Below are entries to return in full. Keep each one exact.

---------- Material provided

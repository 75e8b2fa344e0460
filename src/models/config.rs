use crate::assets::{AssetLoader, BoardsSource};
use crate::error::ConfigError;
use eink_pack::{ConvertParams, Target};
use serde::{Deserialize, Serialize};

/// Board definitions loaded from boards.json (or an equivalent YAML file)
#[derive(Debug, Clone, PartialEq, Serialize, Deserialize)]
pub struct BoardsFile {
    #[serde(default)]
    pub boards: Vec<Board>,
}

/// One display board and the modes it can be driven in
#[derive(Debug, Clone, PartialEq, Serialize, Deserialize)]
pub struct Board {
    /// Human-readable board name, also used to select it
    pub board: String,

    pub display_width: u32,
    pub display_height: u32,

    #[serde(default)]
    pub modes: Vec<ModeConfig>,

    #[serde(default)]
    pub ui_defaults: UiDefaults,
}

#[derive(Debug, Clone, Default, PartialEq, Serialize, Deserialize)]
pub struct UiDefaults {
    /// How the upstream resize step should fit images to this board
    #[serde(default, skip_serializing_if = "Option::is_none")]
    pub resize: Option<ResizeMode>,
}

#[derive(Debug, Clone, Copy, PartialEq, Eq, Serialize, Deserialize)]
#[serde(rename_all = "lowercase")]
pub enum ResizeMode {
    Fit,
    Fill,
    Stretch,
}

/// A packed output format a board supports
#[derive(Debug, Clone, PartialEq, Serialize, Deserialize)]
pub struct ModeConfig {
    pub id: String,

    /// 1, 2, 3, 4, or 5 together with `levels: 7` for seven-color panels
    pub bpp: u8,

    #[serde(default, skip_serializing_if = "Option::is_none")]
    pub levels: Option<u16>,

    #[serde(default)]
    pub defaults: ModeDefaults,
}

/// Per-mode parameter defaults; anything unset falls back to the built-in default
#[derive(Debug, Clone, Default, PartialEq, Eq, Serialize, Deserialize)]
pub struct ModeDefaults {
    #[serde(default, skip_serializing_if = "Option::is_none")]
    pub threshold: Option<u8>,

    #[serde(default, skip_serializing_if = "Option::is_none")]
    pub invert: Option<bool>,

    #[serde(default, skip_serializing_if = "Option::is_none")]
    pub dither: Option<String>,
}

/// A board, one of its modes, and everything resolved from them for a request
#[derive(Debug, Clone)]
pub struct Selection<'a> {
    pub board: &'a Board,
    pub mode: &'a ModeConfig,
    pub target: Target,
    pub params: ConvertParams,
}

/// Parameters given for one request; they override the mode defaults
#[derive(Debug, Clone, Default, PartialEq, Eq)]
pub struct ParamOverrides {
    pub threshold: Option<u8>,
    pub invert: Option<bool>,
    pub dither: Option<String>,
}

impl BoardsFile {
    /// Parse a board file, as JSON if it looks like JSON and as YAML otherwise
    pub fn parse(text: &str) -> Result<Self, ConfigError> {
        if text.trim_start().starts_with('{') {
            serde_json::from_str(text).map_err(|e| ConfigError::Parse(e.to_string()))
        } else {
            serde_yaml::from_str(text).map_err(|e| ConfigError::Parse(e.to_string()))
        }
    }

    /// Load boards through the asset loader (configured file or embedded default)
    pub fn load(loader: &AssetLoader) -> Result<(Self, BoardsSource), ConfigError> {
        let (text, source) = loader.read_boards_string()?;
        let file = Self::parse(&text)?;
        tracing::info!(
            boards = file.boards.len(),
            source = %source,
            "Loaded board definitions"
        );
        Ok((file, source))
    }

    /// Find a board by name (exact match first, then case-insensitive)
    pub fn board(&self, name: &str) -> Result<&Board, ConfigError> {
        self.boards
            .iter()
            .find(|b| b.board == name)
            .or_else(|| {
                self.boards
                    .iter()
                    .find(|b| b.board.eq_ignore_ascii_case(name))
            })
            .ok_or_else(|| ConfigError::BoardNotFound(name.to_string()))
    }

    /// Resolve board, mode, target and parameters for one request
    ///
    /// Without a board name the first board is used; without a mode id, the
    /// board's first mode.
    pub fn select(
        &self,
        board: Option<&str>,
        mode: Option<&str>,
        overrides: &ParamOverrides,
    ) -> Result<Selection<'_>, ConfigError> {
        let board = match board {
            Some(name) => self.board(name)?,
            None => self
                .boards
                .first()
                .ok_or_else(|| ConfigError::BoardNotFound("(none defined)".to_string()))?,
        };
        let mode = board.mode_or_first(mode)?;
        Ok(Selection {
            board,
            mode,
            target: mode.target()?,
            params: mode.params(overrides),
        })
    }
}

impl Board {
    pub fn mode(&self, id: &str) -> Result<&ModeConfig, ConfigError> {
        self.modes
            .iter()
            .find(|m| m.id == id)
            .ok_or_else(|| ConfigError::ModeNotFound {
                board: self.board.clone(),
                mode: id.to_string(),
            })
    }

    /// The requested mode, or the board's first mode when none is named
    pub fn mode_or_first(&self, id: Option<&str>) -> Result<&ModeConfig, ConfigError> {
        match id {
            Some(id) => self.mode(id),
            None => self.modes.first().ok_or_else(|| ConfigError::ModeNotFound {
                board: self.board.clone(),
                mode: "(any)".to_string(),
            }),
        }
    }
}

impl ModeConfig {
    /// Map the mode's bpp/levels pair to a conversion target
    pub fn target(&self) -> Result<Target, ConfigError> {
        let invalid = |source| ConfigError::InvalidMode {
            mode: self.id.clone(),
            source,
        };
        match (self.bpp, self.levels) {
            (1, None | Some(2)) => Ok(Target::Mono),
            (2, None | Some(3)) => Ok(Target::white_black_red()),
            (3, levels) => Target::gray(levels.unwrap_or(8), 3).map_err(invalid),
            (4, levels) => Target::gray(levels.unwrap_or(16), 4).map_err(invalid),
            (5, Some(7)) => Ok(Target::seven_color()),
            (bpp, levels) => Err(ConfigError::UnsupportedMode {
                mode: self.id.clone(),
                bpp,
                levels,
            }),
        }
    }

    /// Resolve request overrides against this mode's defaults
    pub fn params(&self, overrides: &ParamOverrides) -> ConvertParams {
        let builtin = ConvertParams::default();
        ConvertParams {
            dither: overrides
                .dither
                .clone()
                .or_else(|| self.defaults.dither.clone())
                .or(builtin.dither),
            threshold: overrides
                .threshold
                .or(self.defaults.threshold)
                .unwrap_or(builtin.threshold),
            invert: overrides
                .invert
                .or(self.defaults.invert)
                .unwrap_or(builtin.invert),
        }
    }
}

--------------------

(Output for this exercise)
repository 75e8b2fa344e0460
filename src/models/config.rs
use crate::assets::{AssetLoader, BoardsSource};
use crate::error::ConfigError;
use eink_pack::{ConvertParams, Target};
use serde::{Deserialize, Serialize};

/// Board definitions loaded from boards.json (or an equivalent YAML file)
#[derive(Debug, Clone, PartialEq, Serialize, Deserialize)]
pub struct BoardsFile {
    #[serde(default)]
    pub boards: Vec<Board>,
}

/// One display board and the modes it can be driven in
#[derive(Debug, Clone, PartialEq, Serialize, Deserialize)]
pub struct Board {
    /// Human-readable board name, also used to select it
    pub board: String,

    pub display_width: u32,
    pub display_height: u32,

    #[serde(default)]
    pub modes: Vec<ModeConfig>,

    #[serde(default)]
    pub ui_defaults: UiDefaults,
}

#[derive(Debug, Clone, Default, PartialEq, Serialize, Deserialize)]
pub struct UiDefaults {
    /// How the upstream resize step should fit images to this board
    #[serde(default, skip_serializing_if = "Option::is_none")]
    pub resize: Option<ResizeMode>,
}

#[derive(Debug, Clone, Copy, PartialEq, Eq, Serialize, Deserialize)]
#[serde(rename_all = "lowercase")]
pub enum ResizeMode {
    Fit,
    Fill,
    Stretch,
}

/// A packed output format a board supports
#[derive(Debug, Clone, PartialEq, Serialize, Deserialize)]
pub struct ModeConfig {
    pub id: String,

    /// 1, 2, 3, 4, or 5 together with `levels: 7` for seven-color panels
    pub bpp: u8,

    #[serde(default, skip_serializing_if = "Option::is_none")]
    pub levels: Option<u16>,

    #[serde(default)]
    pub defaults: ModeDefaults,
}

/// Per-mode parameter defaults; anything unset falls back to the built-in default
#[derive(Debug, Clone, Default, PartialEq, Eq, Serialize, Deserialize)]
pub struct ModeDefaults {
    #[serde(default, skip_serializing_if = "Option::is_none")]
    pub threshold: Option<u8>,

    #[serde(default, skip_serializing_if = "Option::is_none")]
    pub invert: Option<bool>,

    #[serde(default, skip_serializing_if = "Option::is_none")]
    pub dither: Option<String>,
}

/// A board, one of its modes, and everything resolved from them for a request
#[derive(Debug, Clone)]
pub struct Selection<'a> {
    pub board: &'a Board,
    pub mode: &'a ModeConfig,
    pub target: Target,
    pub params: ConvertParams,
}

/// Parameters given for one request; they override the mode defaults
#[derive(Debug, Clone, Default, PartialEq, Eq)]
pub struct ParamOverrides {
    pub threshold: Option<u8>,
    pub invert: Option<bool>,
    pub dither: Option<String>,
}

impl BoardsFile {
    /// Parse a board file, as JSON if it looks like JSON and as YAML otherwise
    pub fn parse(text: &str) -> Result<Self, ConfigError> {
        if text.trim_start().starts_with('{') {
            serde_json::from_str(text).map_err(|e| ConfigError::Parse(e.to_string()))
        } else {
            serde_yaml::from_str(text).map_err(|e| ConfigError::Parse(e.to_string()))
        }
    }

    /// Load boards through the asset loader (configured file or embedded default)
    pub fn load(loader: &AssetLoader) -> Result<(Self, BoardsSource), ConfigError> {
        let (text, source) = loader.read_boards_string()?;
        let file = Self::parse(&text)?;
        tracing::info!(
            boards = file.boards.len(),
            source = %source,
            "Loaded board definitions"
        );
        Ok((file, source))
    }

    /// Find a board by name (exact match first, then case-insensitive)
    pub fn board(&self, name: &str) -> Result<&Board, ConfigError> {
        self.boards
            .iter()
            .find(|b| b.board == name)
            .or_else(|| {
                self.boards
                    .iter()
                    .find(|b| b.board.eq_ignore_ascii_case(name))
            })
            .ok_or_else(|| ConfigError::BoardNotFound(name.to_string()))
    }

    /// Resolve board, mode, target and parameters for one request
    ///
    /// Without a board name the first board is used; without a mode id, the
    /// board's first mode.
    pub fn select(
        &self,
        board: Option<&str>,
        mode: Option<&str>,
        overrides: &ParamOverrides,
    ) -> Result<Selection<'_>, ConfigError> {
        let board = match board {
            Some(name) => self.board(name)?,
            None => self
                .boards
                .first()
                .ok_or_else(|| ConfigError::BoardNotFound("(none defined)".to_string()))?,
        };
        let mode = board.mode_or_first(mode)?;
        Ok(Selection {
            board,
            mode,
            target: mode.target()?,
            params: mode.params(overrides),
        })
    }
}

impl Board {
    pub fn mode(&self, id: &str) -> Result<&ModeConfig, ConfigError> {
        self.modes
            .iter()
            .find(|m| m.id == id)
            .ok_or_else(|| ConfigError::ModeNotFound {
                board: self.board.clone(),
                mode: id.to_string(),
            })
    }

    /// The requested mode, or the board's first mode when none is named
    pub fn mode_or_first(&self, id: Option<&str>) -> Result<&ModeConfig, ConfigError> {
        match id {
            Some(id) => self.mode(id),
            None => self.modes.first().ok_or_else(|| ConfigError::ModeNotFound {
                board: self.board.clone(),
                mode: "(any)".to_string(),
            }),
        }
    }
}

impl ModeConfig {
    /// Map the mode's bpp/levels pair to a conversion target
    pub fn target(&self) -> Result<Target, ConfigError> {
        let invalid = |source| ConfigError::InvalidMode {
            mode: self.id.clone(),
            source,
        };
        match (self.bpp, self.levels) {
            (1, None | Some(2)) => Ok(Target::Mono),
            (2, None | Some(3)) => Ok(Target::white_black_red()),
            (3, levels) => Target::gray(levels.unwrap_or(8), 3).map_err(invalid),
            (4, levels) => Target::gray(levels.unwrap_or(16), 4).map_err(invalid),
            (5, Some(7)) => Ok(Target::seven_color()),
            (bpp, levels) => Err(ConfigError::UnsupportedMode {
                mode: self.id.clone(),
                bpp,
                levels,
            }),
        }
    }

    /// Resolve request overrides against this mode's defaults
    pub fn params(&self, overrides: &ParamOverrides) -> ConvertParams {
        let builtin = ConvertParams::default();
        ConvertParams {
            dither: overrides
                .dither
                .clone()
                .or_else(|| self.defaults.dither.clone())
                .or(builtin.dither),
            threshold: overrides
                .threshold
                .or(self.defaults.threshold)
                .unwrap_or(builtin.threshold),
            invert: overrides
                .invert
                .or(self.defaults.invert)
                .unwrap_or(builtin.invert),
        }
    }
}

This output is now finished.